In going over the drm-next Git tree of David Airlie's, for what will ultimately go in as the pull request when the Linux 3.1 kernel merge window is opened, there's a few items to mention at this time:
- The Nouveau DRM driver in the Linux 3.1 kermnel will be able to generate its own NVIDIA Fermi microcode (a.k.a. FUC). While there's been NVIDIA GeForce 400/500 "Fermi" kernel mode-setting and then EXA/X-Video and Gallium3D acceleration within the tree for a few releases, it's required to manually load the firmware for the graphics processor. This firmware can be obtained by first loading the NVIDIA proprietary driver on the graphics card and using MMIOtrace to create a dump, but it isn't legally re-distributable, so most open-source Fermi users are going without acceleration support right now. With the 3.1 kernel, the Nouveau driver can automatically create its own necessary firmware for initialization / context setup in a manner similar to that of previous generations, for those that recall the ctx_voodoo happenings a few years ago.
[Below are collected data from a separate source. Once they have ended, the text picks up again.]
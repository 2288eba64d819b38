//! `x/delegation` persistence.
//!
//! Covers staker/operator associations, per-triple delegation states,
//! operator membership sets, undelegation records and the native asset's
//! delegation accumulator. Slashing and maturity touch more than one table
//! and always run inside a single transaction.

use async_trait::async_trait;
use exocore_types::{
    DelegationState, EXOCORE_ASSET_ID, ExoAssetDelegation, Int, UndelegationRecord,
};

use crate::error::DbError;
use crate::pg_store::{PgStore, dec, int};

/// Operations on `x/delegation` records.
#[async_trait]
pub trait DelegationStore: Send + Sync {
    /// Associate a staker with an operator, replacing any previous association.
    async fn save_staker_operator_association(
        &self,
        staker_id: &str,
        operator_addr: &str,
    ) -> Result<(), DbError>;

    /// Remove a staker's association. Missing rows are not an error.
    async fn delete_staker_operator_association(&self, staker_id: &str) -> Result<(), DbError>;

    /// Operator a staker is associated with.
    async fn get_staker_operator_association(
        &self,
        staker_id: &str,
    ) -> Result<Option<String>, DbError>;

    /// Overwrite the delegation state of a `(staker, asset, operator)` triple.
    async fn save_delegation_state(&self, state: &DelegationState) -> Result<(), DbError>;

    /// Delegation state of a triple.
    async fn get_delegation_state(
        &self,
        staker_id: &str,
        asset_id: &str,
        operator_addr: &str,
    ) -> Result<Option<DelegationState>, DbError>;

    /// Add a staker to an operator's set for an asset. Already present is a no-op.
    async fn append_staker_to_operator_asset(
        &self,
        operator_addr: &str,
        asset_id: &str,
        staker_id: &str,
    ) -> Result<(), DbError>;

    /// Remove one staker from an operator's set for an asset.
    async fn remove_staker_from_operator_asset(
        &self,
        operator_addr: &str,
        asset_id: &str,
        staker_id: &str,
    ) -> Result<(), DbError>;

    /// Empty an operator's set for an asset.
    async fn delete_all_stakers_from_operator_asset(
        &self,
        operator_addr: &str,
        asset_id: &str,
    ) -> Result<(), DbError>;

    /// Stakers delegating `asset_id` to `operator_addr`, ordered by id.
    async fn get_stakers_by_operator_asset(
        &self,
        operator_addr: &str,
        asset_id: &str,
    ) -> Result<Vec<String>, DbError>;

    /// Insert an undelegation record. A replayed record only refreshes
    /// `actual_completed_amount` and `hold_count`.
    async fn save_undelegation_record(&self, record: &UndelegationRecord) -> Result<(), DbError>;

    /// Replace a record's hold count.
    async fn update_undelegation_hold_count(
        &self,
        record_id: &str,
        hold_count: i64,
    ) -> Result<(), DbError>;

    /// Look up an undelegation record.
    async fn get_undelegation_record(
        &self,
        record_id: &str,
    ) -> Result<Option<UndelegationRecord>, DbError>;

    /// Apply an undelegation slash.
    ///
    /// Sets the record's completed amount to `post_slash_amount` and moves
    /// `slashed` from the staker's pending undelegation into its lifetime
    /// slashed total. For the native asset the exo delegation row is debited
    /// instead of the per-asset balance.
    async fn slash_undelegation_record(
        &self,
        record_id: &str,
        post_slash_amount: Int,
        slashed: Int,
    ) -> Result<(), DbError>;

    /// Mark a record matured at `height` with its final amount.
    ///
    /// Returns `false` without changing anything if the record already
    /// matured.
    async fn mature_undelegation_record(
        &self,
        record_id: &str,
        completed_amount: Int,
        height: i64,
    ) -> Result<bool, DbError>;

    /// Add the given deltas to a native asset delegation row, creating it if needed.
    async fn accumulate_exo_asset_delegation(
        &self,
        delta: &ExoAssetDelegation,
    ) -> Result<(), DbError>;

    /// Move `amount` of a native delegation into pending undelegation.
    async fn undelegate_exo_asset(
        &self,
        staker_id: &str,
        operator_addr: &str,
        amount: Int,
    ) -> Result<(), DbError>;

    /// Add `slashed` to a staker's lifetime slashed total for an asset.
    async fn slash_staker_delegation(
        &self,
        staker_id: &str,
        asset_id: &str,
        slashed: Int,
    ) -> Result<(), DbError>;

    /// Move `slashed` of a native delegation into its slashed total.
    async fn slash_exo_asset_delegation(
        &self,
        staker_id: &str,
        operator_addr: &str,
        slashed: Int,
    ) -> Result<(), DbError>;

    /// Native asset delegation of a staker to an operator.
    async fn get_exo_asset_delegation(
        &self,
        staker_id: &str,
        operator_addr: &str,
    ) -> Result<Option<ExoAssetDelegation>, DbError>;
}

#[derive(sqlx::FromRow)]
struct DelegationStateRow {
    staker_id: String,
    asset_id: String,
    operator_addr: String,
    undelegatable_share: String,
    wait_undelegation_amount: String,
}

#[derive(sqlx::FromRow)]
struct UndelegationRow {
    record_id: String,
    staker_id: String,
    asset_id: String,
    operator_addr: String,
    tx_hash: String,
    block_number: i64,
    completed_epoch_identifier: String,
    completed_epoch_number: i64,
    undelegation_id: i64,
    amount: String,
    actual_completed_amount: String,
    hold_count: i64,
    maturity_height: Option<i64>,
}

#[derive(sqlx::FromRow)]
struct ExoDelegationRow {
    staker_id: String,
    operator_addr: String,
    delegated: String,
    pending_undelegation: String,
    slashed: String,
}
This means that if you're using a Linux 3.1+ kernel and Mesa 7.11+, you can be using Gallium3D and other features from the open-source Nouveau driver on the latest generation of NVIDIA graphics hardware. A few months back I ran some Nouveau Fermi benchmarks and for Nouveau on the GeForce GTX 460. When the Linux 3.1 kernel is primed, more Nouveau benchmarks shall come.
- There's various other Nouveau fixes and small changes building up in drm-next. Among the smaller work are some temperature fixes and support for multiple virtual memory address spaces per buffer object.
- In the Radeon DRM world, there isn't anything too exciting at the moment, but there is initial CS (Command Submission) checker support for compute and other work. There also doesn't appear to be any pending fixes yet for some of the Radeon HD 6000 series bugs that others and I have been hitting. Additionally, there isn't any early AMD Radeon HD 7000 series support and don't expect that to arrive for the Linux 3.1 kernel.
- As expected, VIA DRM/KMS support isn't going to make it for the Linux 3.1 kernel.
- Within the Intel DRM world there doesn't appear to be anything particularly exciting that's queued up at the moment, but there are bug-fixes and surely more work towards Intel Ivy Bridge Linux support.
More information to come once the Linux 3.0 kernel has been actually released and the Linux 3.1 DRM pull is ready.